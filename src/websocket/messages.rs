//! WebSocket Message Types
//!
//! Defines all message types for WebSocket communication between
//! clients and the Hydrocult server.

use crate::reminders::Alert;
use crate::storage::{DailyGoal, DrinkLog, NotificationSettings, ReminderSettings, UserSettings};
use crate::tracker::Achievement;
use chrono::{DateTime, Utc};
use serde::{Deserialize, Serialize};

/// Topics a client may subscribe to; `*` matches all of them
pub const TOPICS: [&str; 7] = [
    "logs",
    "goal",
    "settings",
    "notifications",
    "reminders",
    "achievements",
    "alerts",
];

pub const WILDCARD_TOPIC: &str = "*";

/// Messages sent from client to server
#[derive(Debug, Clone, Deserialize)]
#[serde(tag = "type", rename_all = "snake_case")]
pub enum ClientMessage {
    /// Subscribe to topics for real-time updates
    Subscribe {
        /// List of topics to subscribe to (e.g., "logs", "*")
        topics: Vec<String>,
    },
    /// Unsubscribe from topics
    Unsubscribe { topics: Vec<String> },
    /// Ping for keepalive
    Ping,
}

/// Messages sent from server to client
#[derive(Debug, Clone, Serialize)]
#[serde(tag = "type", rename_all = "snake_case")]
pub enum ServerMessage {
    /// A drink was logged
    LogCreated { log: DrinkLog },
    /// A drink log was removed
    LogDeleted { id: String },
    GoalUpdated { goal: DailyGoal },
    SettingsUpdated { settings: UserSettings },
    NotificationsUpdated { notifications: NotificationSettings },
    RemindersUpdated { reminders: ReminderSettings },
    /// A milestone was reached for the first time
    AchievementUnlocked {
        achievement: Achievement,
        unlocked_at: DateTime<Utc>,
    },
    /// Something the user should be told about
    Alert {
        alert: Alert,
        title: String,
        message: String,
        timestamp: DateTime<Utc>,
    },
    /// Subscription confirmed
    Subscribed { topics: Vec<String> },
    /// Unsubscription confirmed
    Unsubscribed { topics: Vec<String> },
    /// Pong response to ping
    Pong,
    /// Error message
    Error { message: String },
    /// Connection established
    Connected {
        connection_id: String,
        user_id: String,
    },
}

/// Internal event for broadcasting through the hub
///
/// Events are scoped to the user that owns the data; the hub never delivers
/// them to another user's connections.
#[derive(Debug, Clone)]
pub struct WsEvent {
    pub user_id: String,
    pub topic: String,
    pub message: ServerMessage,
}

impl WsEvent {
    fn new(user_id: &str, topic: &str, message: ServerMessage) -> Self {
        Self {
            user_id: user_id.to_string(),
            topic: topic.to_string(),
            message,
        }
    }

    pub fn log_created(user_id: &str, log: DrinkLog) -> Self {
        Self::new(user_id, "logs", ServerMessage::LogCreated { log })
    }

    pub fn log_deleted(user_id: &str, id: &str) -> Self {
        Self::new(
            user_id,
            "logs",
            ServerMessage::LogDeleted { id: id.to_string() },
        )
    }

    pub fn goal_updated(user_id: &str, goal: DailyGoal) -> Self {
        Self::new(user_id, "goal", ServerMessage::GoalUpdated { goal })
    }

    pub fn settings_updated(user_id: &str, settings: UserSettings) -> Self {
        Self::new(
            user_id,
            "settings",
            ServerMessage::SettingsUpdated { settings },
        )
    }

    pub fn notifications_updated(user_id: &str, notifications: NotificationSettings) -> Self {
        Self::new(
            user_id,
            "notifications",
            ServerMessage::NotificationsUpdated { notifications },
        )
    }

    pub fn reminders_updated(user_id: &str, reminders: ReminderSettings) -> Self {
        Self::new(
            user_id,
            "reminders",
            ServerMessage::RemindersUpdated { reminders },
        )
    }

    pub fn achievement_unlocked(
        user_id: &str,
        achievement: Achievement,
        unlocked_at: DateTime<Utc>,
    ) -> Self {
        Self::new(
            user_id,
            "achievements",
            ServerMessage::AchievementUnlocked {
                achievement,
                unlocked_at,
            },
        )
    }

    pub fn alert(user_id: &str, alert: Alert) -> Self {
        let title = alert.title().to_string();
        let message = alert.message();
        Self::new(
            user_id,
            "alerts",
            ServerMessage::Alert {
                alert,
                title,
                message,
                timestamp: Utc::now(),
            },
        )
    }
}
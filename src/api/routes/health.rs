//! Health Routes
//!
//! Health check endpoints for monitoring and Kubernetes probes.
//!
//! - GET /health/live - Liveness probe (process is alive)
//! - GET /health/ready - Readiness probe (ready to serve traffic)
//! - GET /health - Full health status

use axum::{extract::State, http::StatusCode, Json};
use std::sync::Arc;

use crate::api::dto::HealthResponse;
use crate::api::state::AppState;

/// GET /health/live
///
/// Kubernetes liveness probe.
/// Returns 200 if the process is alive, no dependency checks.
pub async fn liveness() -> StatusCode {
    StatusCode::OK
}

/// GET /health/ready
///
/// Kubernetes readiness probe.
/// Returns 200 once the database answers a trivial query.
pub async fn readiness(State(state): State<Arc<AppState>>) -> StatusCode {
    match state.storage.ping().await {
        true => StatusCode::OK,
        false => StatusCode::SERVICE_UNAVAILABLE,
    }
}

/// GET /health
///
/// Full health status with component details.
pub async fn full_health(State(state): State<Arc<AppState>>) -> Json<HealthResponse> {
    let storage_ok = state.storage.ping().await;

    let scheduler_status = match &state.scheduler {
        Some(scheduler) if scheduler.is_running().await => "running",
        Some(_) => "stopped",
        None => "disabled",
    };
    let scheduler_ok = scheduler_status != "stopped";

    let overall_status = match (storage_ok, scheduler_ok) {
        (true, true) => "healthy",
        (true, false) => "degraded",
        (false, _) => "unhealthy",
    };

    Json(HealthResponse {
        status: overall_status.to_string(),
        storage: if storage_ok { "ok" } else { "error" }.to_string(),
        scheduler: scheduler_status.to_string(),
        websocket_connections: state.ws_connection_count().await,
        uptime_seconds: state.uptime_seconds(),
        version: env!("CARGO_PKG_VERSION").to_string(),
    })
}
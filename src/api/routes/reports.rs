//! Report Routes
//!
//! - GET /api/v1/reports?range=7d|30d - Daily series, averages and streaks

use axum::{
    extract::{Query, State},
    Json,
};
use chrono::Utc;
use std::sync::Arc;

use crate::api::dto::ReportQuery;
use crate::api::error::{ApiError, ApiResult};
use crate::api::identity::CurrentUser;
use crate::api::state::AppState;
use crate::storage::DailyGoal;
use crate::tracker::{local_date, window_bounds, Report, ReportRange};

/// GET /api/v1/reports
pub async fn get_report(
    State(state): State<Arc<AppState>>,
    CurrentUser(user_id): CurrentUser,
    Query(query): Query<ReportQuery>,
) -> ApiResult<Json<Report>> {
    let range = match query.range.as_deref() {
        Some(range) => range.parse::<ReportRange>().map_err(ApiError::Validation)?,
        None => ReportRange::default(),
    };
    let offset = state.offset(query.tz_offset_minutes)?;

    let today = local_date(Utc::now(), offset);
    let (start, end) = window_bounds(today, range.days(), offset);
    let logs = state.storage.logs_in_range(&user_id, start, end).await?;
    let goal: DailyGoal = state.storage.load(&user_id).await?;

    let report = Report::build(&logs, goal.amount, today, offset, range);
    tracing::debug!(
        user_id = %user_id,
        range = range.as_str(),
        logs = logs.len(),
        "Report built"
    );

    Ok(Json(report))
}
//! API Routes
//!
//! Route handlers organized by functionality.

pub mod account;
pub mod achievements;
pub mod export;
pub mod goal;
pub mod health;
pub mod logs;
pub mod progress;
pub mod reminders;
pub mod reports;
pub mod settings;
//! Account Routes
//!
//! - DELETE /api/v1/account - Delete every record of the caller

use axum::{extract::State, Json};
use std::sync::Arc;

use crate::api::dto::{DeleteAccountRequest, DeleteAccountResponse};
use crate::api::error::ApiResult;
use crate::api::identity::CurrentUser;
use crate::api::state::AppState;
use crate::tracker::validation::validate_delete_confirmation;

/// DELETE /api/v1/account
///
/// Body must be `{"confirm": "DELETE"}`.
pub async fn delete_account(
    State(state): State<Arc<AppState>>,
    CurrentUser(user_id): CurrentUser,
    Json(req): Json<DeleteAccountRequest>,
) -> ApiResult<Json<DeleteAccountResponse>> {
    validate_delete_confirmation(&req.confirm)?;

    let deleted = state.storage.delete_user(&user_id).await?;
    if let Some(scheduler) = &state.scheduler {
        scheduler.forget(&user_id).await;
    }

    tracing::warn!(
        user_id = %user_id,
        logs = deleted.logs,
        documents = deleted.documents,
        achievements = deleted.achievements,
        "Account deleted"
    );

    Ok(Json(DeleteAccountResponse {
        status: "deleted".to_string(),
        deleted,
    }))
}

==

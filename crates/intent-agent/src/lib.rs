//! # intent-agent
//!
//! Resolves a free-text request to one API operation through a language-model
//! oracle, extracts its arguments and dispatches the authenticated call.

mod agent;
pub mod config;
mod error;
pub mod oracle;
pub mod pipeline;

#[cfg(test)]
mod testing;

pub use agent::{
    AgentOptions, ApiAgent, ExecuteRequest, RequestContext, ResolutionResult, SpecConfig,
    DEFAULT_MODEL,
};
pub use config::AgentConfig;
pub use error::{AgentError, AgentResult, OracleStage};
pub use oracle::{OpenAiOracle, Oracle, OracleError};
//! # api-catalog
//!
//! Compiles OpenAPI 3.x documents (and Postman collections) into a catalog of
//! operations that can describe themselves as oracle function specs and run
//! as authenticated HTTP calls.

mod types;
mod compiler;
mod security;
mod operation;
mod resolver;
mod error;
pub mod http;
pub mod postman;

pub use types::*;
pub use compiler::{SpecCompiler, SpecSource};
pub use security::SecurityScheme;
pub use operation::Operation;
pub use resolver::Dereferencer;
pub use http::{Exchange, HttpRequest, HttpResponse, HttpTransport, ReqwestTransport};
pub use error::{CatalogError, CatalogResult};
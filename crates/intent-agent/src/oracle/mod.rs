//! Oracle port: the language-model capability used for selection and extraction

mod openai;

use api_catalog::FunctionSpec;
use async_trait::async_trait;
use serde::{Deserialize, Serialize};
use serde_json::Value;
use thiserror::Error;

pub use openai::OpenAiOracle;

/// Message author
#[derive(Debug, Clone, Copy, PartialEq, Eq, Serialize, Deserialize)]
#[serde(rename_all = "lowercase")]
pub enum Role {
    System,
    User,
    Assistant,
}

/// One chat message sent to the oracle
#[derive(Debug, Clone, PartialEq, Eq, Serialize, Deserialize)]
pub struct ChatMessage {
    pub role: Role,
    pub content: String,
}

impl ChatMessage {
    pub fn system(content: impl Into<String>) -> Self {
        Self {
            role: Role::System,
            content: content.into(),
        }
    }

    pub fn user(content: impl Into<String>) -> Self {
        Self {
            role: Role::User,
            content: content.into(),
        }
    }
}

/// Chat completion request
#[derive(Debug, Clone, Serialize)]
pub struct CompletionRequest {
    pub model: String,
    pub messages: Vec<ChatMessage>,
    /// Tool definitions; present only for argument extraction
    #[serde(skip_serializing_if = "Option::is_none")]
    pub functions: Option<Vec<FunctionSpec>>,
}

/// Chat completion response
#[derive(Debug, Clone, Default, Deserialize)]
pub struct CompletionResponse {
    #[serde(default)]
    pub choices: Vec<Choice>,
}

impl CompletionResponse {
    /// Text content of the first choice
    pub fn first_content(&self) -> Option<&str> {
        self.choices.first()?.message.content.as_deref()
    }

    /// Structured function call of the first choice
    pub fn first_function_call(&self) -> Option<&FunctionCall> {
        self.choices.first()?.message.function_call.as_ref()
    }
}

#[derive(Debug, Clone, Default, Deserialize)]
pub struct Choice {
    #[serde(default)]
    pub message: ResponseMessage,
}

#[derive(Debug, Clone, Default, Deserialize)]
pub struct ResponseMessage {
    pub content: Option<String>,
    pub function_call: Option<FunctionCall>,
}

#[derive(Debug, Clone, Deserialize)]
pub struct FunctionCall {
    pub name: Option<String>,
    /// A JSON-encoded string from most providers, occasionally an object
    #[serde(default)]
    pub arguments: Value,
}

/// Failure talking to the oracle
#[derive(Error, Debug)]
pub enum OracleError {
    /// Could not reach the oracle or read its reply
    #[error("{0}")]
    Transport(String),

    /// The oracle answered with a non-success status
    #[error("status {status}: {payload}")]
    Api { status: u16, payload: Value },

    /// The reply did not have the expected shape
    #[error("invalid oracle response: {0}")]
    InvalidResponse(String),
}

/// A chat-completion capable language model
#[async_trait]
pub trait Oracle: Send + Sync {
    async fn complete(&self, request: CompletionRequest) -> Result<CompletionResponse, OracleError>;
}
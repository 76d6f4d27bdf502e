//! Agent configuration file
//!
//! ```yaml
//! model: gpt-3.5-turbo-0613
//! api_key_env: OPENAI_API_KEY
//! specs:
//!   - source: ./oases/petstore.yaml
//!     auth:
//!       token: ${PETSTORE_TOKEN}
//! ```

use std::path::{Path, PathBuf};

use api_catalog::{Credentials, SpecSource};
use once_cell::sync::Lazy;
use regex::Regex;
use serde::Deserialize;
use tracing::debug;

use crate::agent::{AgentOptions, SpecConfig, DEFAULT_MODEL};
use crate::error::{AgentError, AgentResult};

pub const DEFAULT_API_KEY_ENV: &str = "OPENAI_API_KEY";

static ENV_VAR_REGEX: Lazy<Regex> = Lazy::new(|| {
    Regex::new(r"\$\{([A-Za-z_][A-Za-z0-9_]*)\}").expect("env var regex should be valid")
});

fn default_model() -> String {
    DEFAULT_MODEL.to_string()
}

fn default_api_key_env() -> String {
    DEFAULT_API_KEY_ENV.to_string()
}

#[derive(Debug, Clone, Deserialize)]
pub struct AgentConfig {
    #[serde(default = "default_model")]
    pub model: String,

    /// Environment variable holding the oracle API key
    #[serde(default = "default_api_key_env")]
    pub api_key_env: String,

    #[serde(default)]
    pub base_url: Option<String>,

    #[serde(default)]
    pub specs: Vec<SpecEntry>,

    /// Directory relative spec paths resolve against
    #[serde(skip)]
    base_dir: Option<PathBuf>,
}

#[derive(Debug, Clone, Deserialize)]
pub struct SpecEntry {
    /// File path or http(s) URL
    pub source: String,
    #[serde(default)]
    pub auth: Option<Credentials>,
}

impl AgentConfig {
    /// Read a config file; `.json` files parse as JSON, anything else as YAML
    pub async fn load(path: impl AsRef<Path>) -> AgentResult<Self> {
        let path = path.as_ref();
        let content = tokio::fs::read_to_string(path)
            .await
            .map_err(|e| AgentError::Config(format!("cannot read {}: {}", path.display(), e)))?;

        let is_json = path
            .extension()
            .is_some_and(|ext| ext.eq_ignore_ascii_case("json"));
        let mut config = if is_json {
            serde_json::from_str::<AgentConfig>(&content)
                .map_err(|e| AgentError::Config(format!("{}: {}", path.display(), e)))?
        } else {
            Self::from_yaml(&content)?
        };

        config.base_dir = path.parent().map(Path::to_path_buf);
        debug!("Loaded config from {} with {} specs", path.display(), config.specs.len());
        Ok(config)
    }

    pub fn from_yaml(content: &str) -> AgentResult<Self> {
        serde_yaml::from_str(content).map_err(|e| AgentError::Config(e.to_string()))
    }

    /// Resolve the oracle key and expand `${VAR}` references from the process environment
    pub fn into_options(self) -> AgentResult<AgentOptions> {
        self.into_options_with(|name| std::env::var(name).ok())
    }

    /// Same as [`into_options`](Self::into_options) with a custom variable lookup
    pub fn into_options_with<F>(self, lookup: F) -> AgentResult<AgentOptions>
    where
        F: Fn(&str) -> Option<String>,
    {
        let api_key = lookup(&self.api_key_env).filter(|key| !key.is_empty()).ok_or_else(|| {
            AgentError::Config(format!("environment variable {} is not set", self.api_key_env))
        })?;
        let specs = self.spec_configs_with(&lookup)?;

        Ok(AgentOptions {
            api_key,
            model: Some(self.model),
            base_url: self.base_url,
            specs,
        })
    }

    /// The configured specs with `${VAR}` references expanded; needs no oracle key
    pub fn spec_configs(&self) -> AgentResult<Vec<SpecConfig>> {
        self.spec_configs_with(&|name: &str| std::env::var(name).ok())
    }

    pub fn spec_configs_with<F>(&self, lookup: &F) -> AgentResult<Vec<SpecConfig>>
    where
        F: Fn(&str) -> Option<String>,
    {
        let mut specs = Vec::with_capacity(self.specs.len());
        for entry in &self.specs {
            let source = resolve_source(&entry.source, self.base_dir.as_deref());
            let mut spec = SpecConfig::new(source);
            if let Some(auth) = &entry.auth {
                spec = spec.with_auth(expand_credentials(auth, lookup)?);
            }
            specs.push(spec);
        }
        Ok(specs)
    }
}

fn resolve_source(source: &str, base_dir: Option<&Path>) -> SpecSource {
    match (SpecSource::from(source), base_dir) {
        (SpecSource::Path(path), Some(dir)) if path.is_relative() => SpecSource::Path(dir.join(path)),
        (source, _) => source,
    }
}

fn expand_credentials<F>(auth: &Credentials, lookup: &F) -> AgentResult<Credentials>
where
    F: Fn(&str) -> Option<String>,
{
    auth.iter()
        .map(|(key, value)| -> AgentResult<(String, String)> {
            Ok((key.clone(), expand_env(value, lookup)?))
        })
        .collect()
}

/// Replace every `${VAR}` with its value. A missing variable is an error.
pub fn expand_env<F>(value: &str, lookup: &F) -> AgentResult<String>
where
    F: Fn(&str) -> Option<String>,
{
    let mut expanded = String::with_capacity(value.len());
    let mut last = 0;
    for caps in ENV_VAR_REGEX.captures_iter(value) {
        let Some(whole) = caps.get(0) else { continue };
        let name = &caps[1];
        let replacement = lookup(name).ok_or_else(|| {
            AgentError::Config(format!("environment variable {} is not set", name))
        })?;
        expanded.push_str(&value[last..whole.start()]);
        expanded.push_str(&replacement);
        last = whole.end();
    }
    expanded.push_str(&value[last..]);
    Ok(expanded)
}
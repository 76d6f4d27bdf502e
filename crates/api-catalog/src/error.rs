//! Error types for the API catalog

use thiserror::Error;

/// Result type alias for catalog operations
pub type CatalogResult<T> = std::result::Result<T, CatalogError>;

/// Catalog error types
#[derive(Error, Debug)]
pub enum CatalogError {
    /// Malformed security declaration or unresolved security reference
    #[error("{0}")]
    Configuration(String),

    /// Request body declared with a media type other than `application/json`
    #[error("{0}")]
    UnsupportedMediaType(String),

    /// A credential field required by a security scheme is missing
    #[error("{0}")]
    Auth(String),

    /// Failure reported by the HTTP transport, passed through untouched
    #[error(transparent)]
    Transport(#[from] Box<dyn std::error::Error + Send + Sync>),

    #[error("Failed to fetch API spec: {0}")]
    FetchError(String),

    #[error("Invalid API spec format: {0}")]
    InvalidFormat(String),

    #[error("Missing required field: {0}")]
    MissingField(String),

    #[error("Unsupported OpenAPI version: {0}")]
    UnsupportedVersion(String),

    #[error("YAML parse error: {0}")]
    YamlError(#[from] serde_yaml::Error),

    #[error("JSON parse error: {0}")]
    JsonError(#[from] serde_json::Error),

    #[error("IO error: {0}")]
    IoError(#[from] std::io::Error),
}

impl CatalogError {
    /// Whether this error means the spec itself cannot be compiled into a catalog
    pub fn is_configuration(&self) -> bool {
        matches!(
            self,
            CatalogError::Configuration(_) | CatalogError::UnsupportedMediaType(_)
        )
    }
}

---

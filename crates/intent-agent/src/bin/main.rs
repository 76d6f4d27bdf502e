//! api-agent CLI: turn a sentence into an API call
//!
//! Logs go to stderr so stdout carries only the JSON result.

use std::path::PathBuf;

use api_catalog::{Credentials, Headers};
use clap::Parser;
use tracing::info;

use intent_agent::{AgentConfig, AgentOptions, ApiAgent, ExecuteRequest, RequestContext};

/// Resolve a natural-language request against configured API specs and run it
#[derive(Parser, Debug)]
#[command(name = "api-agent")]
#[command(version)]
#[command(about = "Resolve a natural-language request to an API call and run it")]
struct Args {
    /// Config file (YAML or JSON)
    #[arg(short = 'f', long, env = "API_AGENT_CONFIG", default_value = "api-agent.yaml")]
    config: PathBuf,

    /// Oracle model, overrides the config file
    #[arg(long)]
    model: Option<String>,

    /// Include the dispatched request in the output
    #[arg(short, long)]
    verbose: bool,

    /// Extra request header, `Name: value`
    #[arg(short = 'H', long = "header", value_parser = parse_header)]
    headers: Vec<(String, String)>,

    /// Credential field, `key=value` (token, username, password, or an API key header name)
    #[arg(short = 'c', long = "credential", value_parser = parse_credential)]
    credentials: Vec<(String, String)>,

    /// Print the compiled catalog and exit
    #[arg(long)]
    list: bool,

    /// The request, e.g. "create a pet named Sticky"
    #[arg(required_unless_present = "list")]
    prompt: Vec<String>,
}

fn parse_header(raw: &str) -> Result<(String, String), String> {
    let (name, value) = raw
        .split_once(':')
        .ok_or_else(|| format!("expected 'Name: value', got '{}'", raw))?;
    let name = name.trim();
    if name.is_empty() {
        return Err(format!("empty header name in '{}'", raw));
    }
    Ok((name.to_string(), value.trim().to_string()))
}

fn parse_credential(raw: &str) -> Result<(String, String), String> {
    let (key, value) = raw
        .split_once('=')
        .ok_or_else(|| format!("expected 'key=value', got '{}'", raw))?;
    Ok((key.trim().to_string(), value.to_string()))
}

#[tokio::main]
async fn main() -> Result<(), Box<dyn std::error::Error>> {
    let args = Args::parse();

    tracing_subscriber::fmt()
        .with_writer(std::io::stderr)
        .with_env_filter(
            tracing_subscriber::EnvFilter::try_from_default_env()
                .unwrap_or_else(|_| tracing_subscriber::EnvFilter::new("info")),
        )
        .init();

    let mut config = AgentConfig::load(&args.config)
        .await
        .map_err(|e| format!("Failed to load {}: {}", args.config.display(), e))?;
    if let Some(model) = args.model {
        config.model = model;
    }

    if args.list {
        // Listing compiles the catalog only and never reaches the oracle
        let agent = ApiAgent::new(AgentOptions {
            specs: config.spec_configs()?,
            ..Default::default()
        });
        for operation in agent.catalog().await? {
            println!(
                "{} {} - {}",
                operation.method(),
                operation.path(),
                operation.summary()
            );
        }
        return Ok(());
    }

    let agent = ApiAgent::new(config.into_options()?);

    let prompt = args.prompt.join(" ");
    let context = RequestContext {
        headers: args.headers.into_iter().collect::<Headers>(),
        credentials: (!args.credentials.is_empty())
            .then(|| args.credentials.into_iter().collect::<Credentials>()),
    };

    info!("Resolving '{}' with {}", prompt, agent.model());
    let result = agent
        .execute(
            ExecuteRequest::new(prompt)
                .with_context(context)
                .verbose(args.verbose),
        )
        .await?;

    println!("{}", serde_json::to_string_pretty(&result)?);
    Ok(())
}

**PROBLEM TO WORK ON:** Take each line of the material that contains the word "AchievementUnlocked" and list it.

**EXERCISE RESPONSE:**
    AchievementUnlocked {
            ServerMessage::AchievementUnlocked {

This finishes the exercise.